Case Law In re Lua

In re Lua

Document Cited Authorities (45) Cited in (7) Related

Bruce R. Fink, Law Offices of Bruce R. Fink, Santa Ana, CA, for Debtor.

MEMORANDUM DECISION ON TRUSTEE'S OBJECTION TO DEBTOR'S AMENDED HOMESTEAD EXEMPTION

Deborah J. Saltzman, United States Bankruptcy Judge

Elissa Miller, chapter 7 trustee, objects to the amended homestead exemption claimed by the debtor Rosalva Lua. Having considered the papers, the evidentiary record, and arguments of counsel, the court sustains the trustee's objection based upon the following findings of fact and conclusions of law made pursuant to Federal Rule of Civil Procedure 52(a), as incorporated into Federal Rule of Bankruptcy Procedure 7052 and applied to contested matters by Federal Rule of Bankruptcy Procedure 9014(c).1

I. BACKGROUND

The parties agree that the facts in this case are not in dispute. Rosalva Lua (the “Debtor”) filed a voluntary chapter 7 petition on July 21, 2011. Elissa Miller (the Trustee) is the duly appointed chapter 7 trustee. The Debtor's original schedules reflected that the Debtor was married to her non-filing spouse, Rigoberto Lua (the “Husband”), and that they resided at the real property located at 2044 Pennywood Pl., Pomona, CA 91767 (the “Property”). Schedule A listed a 30% interest in the Property, describing the Property as the Husband's property prior to marriage. (Docket No. 1, Schedule A). On her original Schedule C, the Debtor claimed a $75,000 exemption in the Property under California Civil Procedure Code section 704.730(a)(1). (Docket No. 1, Schedule C).

The first section 341(a) meeting of creditors was scheduled for August 30, 2011. The Debtor did not appear, and the meeting was continued to September 30, 2011. At the continued 341(a) meeting, the Debtor appeared and testified that she did not have a prenuptial agreement with her Husband and that earnings were used to pay all of the mortgage payments on the Property. Based on this information and other testimony, the Trustee concluded that the Debtor had undisclosed assets, including a tax refund. (Trustee's Objection to Debtor's Amended Homestead Exemption (“Objection”), Docket No. 58, at 2:20–25). The Trustee continued the 341(a) meeting to October 26, 2011, to allow the Debtor to amend her schedules to properly disclose the tax refund received, turn the refund over to the estate, and provide additional information regarding her bank accounts and worker's compensation funds. (Objection, Docket No. 58, at 3:1–4).

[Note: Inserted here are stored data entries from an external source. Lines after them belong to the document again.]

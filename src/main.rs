use std::sync::Arc;
use std::time::Duration;

use anyhow::Context;
use clap::Parser;
use tracing_subscriber::EnvFilter;

use newsum::assistant::OpenAiAssistants;
use newsum::banner::{BannerInfo, print_banner, print_summary};
use newsum::config::Config;
use newsum::consts::{DEFAULT_BIND, DEFAULT_MODEL, NEWS_API_URL, OPENAI_API_URL};
use newsum::engine::Engine;
use newsum::engine::assistant::AssistantEngine;
use newsum::error::Error;
use newsum::events::EventBus;
use newsum::jobs::JobRegistry;
use newsum::news::NewsApiClient;
use newsum::prompts::summarizer::assistant_spec;
use newsum::session::RunControl;
use newsum::spinner::Spinner;
use newsum::tools::ToolDispatcher;
use newsum::web::{AppState, create_app};

#[derive(Parser)]
#[command(name = "newsum", version, about = "The news on any topic, summarized by an assistant.")]
struct Cli {
    /// NewsAPI key
    #[arg(long, env = "NEWS_API_KEY", hide_env_values = true)]
    news_api_key: Option<String>,

    /// OpenAI API key
    #[arg(long, env = "OPENAI_API_KEY", hide_env_values = true)]
    openai_api_key: Option<String>,

    /// Model backing the assistant
    #[arg(short, long, default_value = DEFAULT_MODEL)]
    model: String,

    /// Seconds between run status checks
    #[arg(long, default_value_t = 2)]
    poll_interval: u64,

    /// Seconds before an unfinished run is cancelled
    #[arg(short, long, default_value_t = 300)]
    timeout: u64,

    /// Address the web UI listens on
    #[arg(short, long, default_value = DEFAULT_BIND)]
    bind: String,

    /// Base URL of the news search API
    #[arg(long, default_value = NEWS_API_URL)]
    news_url: String,

    /// Base URL of the OpenAI API
    #[arg(long, default_value = OPENAI_API_URL)]
    openai_url: String,

    /// Summarize a single topic, print it, and exit (no web UI)
    #[arg(long)]
    topic: Option<String>,
}

impl Cli {
    fn config(&self) -> Config {
        let mut config = Config::new(
            self.news_api_key.clone().unwrap_or_default(),
            self.openai_api_key.clone().unwrap_or_default(),
        );
        config.news.base_url = self.news_url.trim_end_matches('/').to_string();
        config.assistant.base_url = self.openai_url.trim_end_matches('/').to_string();
        config.assistant.model = self.model.clone();
        config.poll.interval = Duration::from_secs(self.poll_interval);
        config.poll.timeout = Duration::from_secs(self.timeout);
        config
    }
}

#[tokio::main]
async fn main() -> anyhow::Result<()> {
    dotenv::dotenv().ok();
    tracing_subscriber::fmt()
        .with_env_filter(
            EnvFilter::try_from_default_env().unwrap_or_else(|_| EnvFilter::new("newsum=info")),
        )
        .with_writer(std::io::stderr)
        .init();

    let cli = Cli::parse();
    let config = cli.config();
    config.validate().context("invalid configuration")?;

    let news = NewsApiClient::new(config.news.clone()).context("failed to build news client")?;
    let api = OpenAiAssistants::new(config.assistant.clone())
        .context("failed to build OpenAI client")?;

    let engine: Arc<dyn Engine> = Arc::new(AssistantEngine::new(
        Arc::new(api),
        ToolDispatcher::new(Arc::new(news)),
        config.poll,
        assistant_spec(&config.assistant.model),
    ));

    // Single topic mode
    if let Some(topic) = cli.topic.as_deref() {
        return run_once(engine.as_ref(), topic.trim()).await;
    }

    serve(engine, &config, &cli.bind).await
}

async fn run_once(engine: &dyn Engine, topic: &str) -> anyhow::Result<()> {
    if topic.is_empty() {
        anyhow::bail!("topic must not be empty");
    }

    let events = EventBus::default();
    let (cancel, control) = RunControl::new(events.clone());
    let spinner = Spinner::start(&format!("summarizing \"{topic}\""), &events);

    // Ctrl+C cancels the remote run, then waits for the session to wind down
    let summarize = engine.summarize(topic, &control);
    tokio::pin!(summarize);
    let result = tokio::select! {
        result = &mut summarize => result,
        _ = tokio::signal::ctrl_c() => {
            cancel.cancel();
            summarize.await
        }
    };

    spinner.stop().await;

    match result {
        Ok(summary) => {
            print_summary(topic, &summary);
            Ok(())
        }
        Err(Error::Cancelled) => {
            eprintln!("interrupted");
            Ok(())
        }
        Err(e) => Err(e).context("summary failed"),
    }
}

async fn serve(engine: Arc<dyn Engine>, config: &Config, bind: &str) -> anyhow::Result<()> {
    print_banner(&BannerInfo {
        model: &config.assistant.model,
        listen: bind,
        news_url: &config.news.base_url,
        openai_url: &config.assistant.base_url,
        poll_interval: config.poll.interval,
        run_timeout: config.poll.timeout,
    });

    let app = create_app(AppState {
        jobs: Arc::new(JobRegistry::new(engine)),
        refresh_secs: config.poll.interval.as_secs().max(1),
    });

    let listener = tokio::net::TcpListener::bind(bind)
        .await
        .with_context(|| format!("failed to bind {bind}"))?;
    tracing::info!(addr = %listener.local_addr()?, "serving web UI");

    axum::serve(listener, app)
        .with_graceful_shutdown(async {
            let _ = tokio::signal::ctrl_c().await;
        })
        .await
        .context("server error")?;

    Ok(())
}
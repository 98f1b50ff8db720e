//! Typed configuration for the two vendor APIs and the poll loop.
//!
//! Nothing in the library reads the process environment. `main` builds a
//! [`Config`] from CLI flags (with env fallbacks), calls [`Config::validate`],
//! and hands the pieces to the constructors that need them.

use std::fmt;
use std::time::Duration;

use thiserror::Error;

use crate::consts::{
    DEFAULT_MODEL, DEFAULT_POLL_INTERVAL, DEFAULT_REQUEST_TIMEOUT, DEFAULT_RUN_TIMEOUT,
    NEWS_API_URL, NEWS_PAGE_SIZE, OPENAI_API_URL,
};

#[derive(Error, Debug, PartialEq)]
pub enum ConfigError {
    #[error("missing {0}")]
    MissingKey(&'static str),

    #[error("poll interval must be greater than zero")]
    ZeroPollInterval,

    #[error("run timeout ({timeout:?}) must be at least the poll interval ({interval:?})")]
    TimeoutTooShort { timeout: Duration, interval: Duration },

    #[error("page size must be between 1 and 100, got {0}")]
    PageSize(usize),
}

/// News search endpoint settings.
#[derive(Clone)]
pub struct NewsConfig {
    pub api_key: String,
    pub base_url: String,
    pub page_size: usize,
    pub request_timeout: Duration,
}

impl NewsConfig {
    pub fn new(api_key: impl Into<String>) -> Self {
        Self {
            api_key: api_key.into(),
            base_url: NEWS_API_URL.to_string(),
            page_size: NEWS_PAGE_SIZE,
            request_timeout: DEFAULT_REQUEST_TIMEOUT,
        }
    }
}

impl fmt::Debug for NewsConfig {
    fn fmt(&self, f: &mut fmt::Formatter<'_>) -> fmt::Result {
        f.debug_struct("NewsConfig")
            .field("api_key", &"<redacted>")
            .field("base_url", &self.base_url)
            .field("page_size", &self.page_size)
            .field("request_timeout", &self.request_timeout)
            .finish()
    }
}

/// OpenAI Assistants endpoint settings.
#[derive(Clone)]
pub struct AssistantConfig {
    pub api_key: String,
    pub base_url: String,
    pub model: String,
    pub request_timeout: Duration,
}

impl AssistantConfig {
    pub fn new(api_key: impl Into<String>) -> Self {
        Self {
            api_key: api_key.into(),
            base_url: OPENAI_API_URL.to_string(),
            model: DEFAULT_MODEL.to_string(),
            request_timeout: DEFAULT_REQUEST_TIMEOUT,
        }
    }
}

impl fmt::Debug for AssistantConfig {
    fn fmt(&self, f: &mut fmt::Formatter<'_>) -> fmt::Result {
        f.debug_struct("AssistantConfig")
            .field("api_key", &"<redacted>")
            .field("base_url", &self.base_url)
            .field("model", &self.model)
            .field("request_timeout", &self.request_timeout)
            .finish()
    }
}

/// How often and for how long a run is polled.
#[derive(Debug, Clone, Copy, PartialEq)]
pub struct PollConfig {
    pub interval: Duration,
    pub timeout: Duration,
}

impl Default for PollConfig {
    fn default() -> Self {
        Self {
            interval: DEFAULT_POLL_INTERVAL,
            timeout: DEFAULT_RUN_TIMEOUT,
        }
    }
}

#[derive(Debug, Clone)]
pub struct Config {
    pub news: NewsConfig,
    pub assistant: AssistantConfig,
    pub poll: PollConfig,
}

impl Config {
    pub fn new(news_api_key: impl Into<String>, openai_api_key: impl Into<String>) -> Self {
        Self {
            news: NewsConfig::new(news_api_key),
            assistant: AssistantConfig::new(openai_api_key),
            poll: PollConfig::default(),
        }
    }

    /// Reject configurations that would only fail once the first remote call is made.
    pub fn validate(&self) -> Result<(), ConfigError> {
        if self.news.api_key.trim().is_empty() {
            return Err(ConfigError::MissingKey("news API key (NEWS_API_KEY)"));
        }
        if self.assistant.api_key.trim().is_empty() {
            return Err(ConfigError::MissingKey("OpenAI API key (OPENAI_API_KEY)"));
        }
        if self.news.page_size == 0 || self.news.page_size > 100 {
            return Err(ConfigError::PageSize(self.news.page_size));
        }
        if self.poll.interval.is_zero() {
            return Err(ConfigError::ZeroPollInterval);
        }
        if self.poll.timeout < self.poll.interval {
            return Err(ConfigError::TimeoutTooShort {
                timeout: self.poll.timeout,
                interval: self.poll.interval,
            });
        }
        Ok(())
    }
}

On October 13, 2011, the Debtor filed amended schedules (the “First Amended Schedules”) indicating that the Debtor had no interest in the Property other than “such community interest as may exist for the purposes of a divorce action.” (Docket No. 17, Amended Schedule A). Amended Schedule A also stated that the Property was “owned by Husband along with two of his family members.” (Docket No. 17, Amended Schedule A). The Debtor removed her claim of exemption in the Property from her amended Schedule C and instead asserted exemptions in additional personal property assets, including a $12,500 receivable from the Husband's employer, pursuant to the “wild card” exemption provision of California Civil Procedure Code section 702.140. (Docket No. 17, Amended Schedule C).2

The Trustee's investigation of the Property revealed that the chain of title was as follows:

1. Before his marriage to the Debtor, the Husband acquired the Property on August 18, 1989, with Francisco Granados and Jose L. Granados.
2. On December 7, 1992, the two other owners transferred their interests in the Property by gift deed to the Husband as a single man (contradicting the assertion in the Debtor's amended Schedule A that the Property was “owned by Husband along with two of his family members”).
3. On April 19, 1999, the Husband and the Debtor executed a gift deed purportedly transferring the Debtor's interest in the Property to the Husband as his sole and separate property.

(Objection, Declaration of Elissa Miller (“Trustee Decl.”), Docket No. 58, at 11, ¶ 10(a)(c)).

After the Trustee investigated the Property and after the Debtor deleted her homestead exemption, the Trustee concluded that the Debtor's interest in the Property could be monetized, through either a sale or an agreement with the Debtor and the Husband, to pay in full the unsecured claims against the estate, which totaled approximately $10,000. (Trustee Decl., Docket No. 58, at 11, ¶ 11). On March 30, 2012, the court entered an order granting the Trustee's application to employ counsel to assist with these efforts. (Docket No. 28).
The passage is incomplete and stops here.